//! Acting character collaborator

use stash_inventory::{Container, ItemEntry};

/// What the orchestration needs from whoever is acting
///
/// The held entry lives outside the inventory's own entries.
pub trait ItemHolder {
    /// Own inventory
    fn inventory(&self) -> &Container;

    /// Own inventory, mutable
    fn inventory_mut(&mut self) -> &mut Container;

    /// Entry currently in hand
    fn held(&self) -> Option<&ItemEntry>;

    /// Entry currently in hand, mutable
    fn held_mut(&mut self) -> Option<&mut ItemEntry>;

    /// Empty the hand, returning what was in it
    fn take_held(&mut self) -> Option<ItemEntry>;

    /// Put an entry in hand
    ///
    /// Returns the entry back if the hand is occupied or the item cannot be held.
    fn set_held(&mut self, entry: ItemEntry) -> Result<(), ItemEntry>;

    /// Check if anything is in hand
    fn is_holding(&self) -> bool {
        self.held().is_some()
    }
}

/// Plain character with an inventory and one hand
#[derive(Debug, Default)]
pub struct Character {
    /// Display name
    pub name: String,
    inventory: Container,
    held: Option<ItemEntry>,
}

impl Character {
    /// Create a character with an inventory capacity
    pub fn new(name: impl Into<String>, inventory_capacity: f32) -> Self {
        Self {
            name: name.into(),
            inventory: Container::new(inventory_capacity),
            held: None,
        }
    }
}

impl ItemHolder for Character {
    fn inventory(&self) -> &Container {
        &self.inventory
    }

    fn inventory_mut(&mut self) -> &mut Container {
        &mut self.inventory
    }

    fn held(&self) -> Option<&ItemEntry> {
        self.held.as_ref()
    }

    fn held_mut(&mut self) -> Option<&mut ItemEntry> {
        self.held.as_mut()
    }

    fn take_held(&mut self) -> Option<ItemEntry> {
        self.held.take()
    }

    fn set_held(&mut self, entry: ItemEntry) -> Result<(), ItemEntry> {
        let holdable = entry
            .item_type
            .as_ref()
            .map(|t| t.can_be_held)
            .unwrap_or(false);
        if self.held.is_some() || !holdable {
            return Err(entry);
        }
        self.held = Some(entry);
        Ok(())
    }
}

------

Task requirements: Starting from the line with "self.held.as_ref()" and ending with the final line of the data, quote every line exactly, both ends included.

Answer for this exercise:
        self.held.as_ref()
    }

    fn held_mut(&mut self) -> Option<&mut ItemEntry> {
        self.held.as_mut()
    }

    fn take_held(&mut self) -> Option<ItemEntry> {
        self.held.take()
    }

    fn set_held(&mut self, entry: ItemEntry) -> Result<(), ItemEntry> {
        let holdable = entry
            .item_type
            .as_ref()
            .map(|t| t.can_be_held)
            .unwrap_or(false);
        if self.held.is_some() || !holdable {
            return Err(entry);
        }
        self.held = Some(entry);
        Ok(())
    }
}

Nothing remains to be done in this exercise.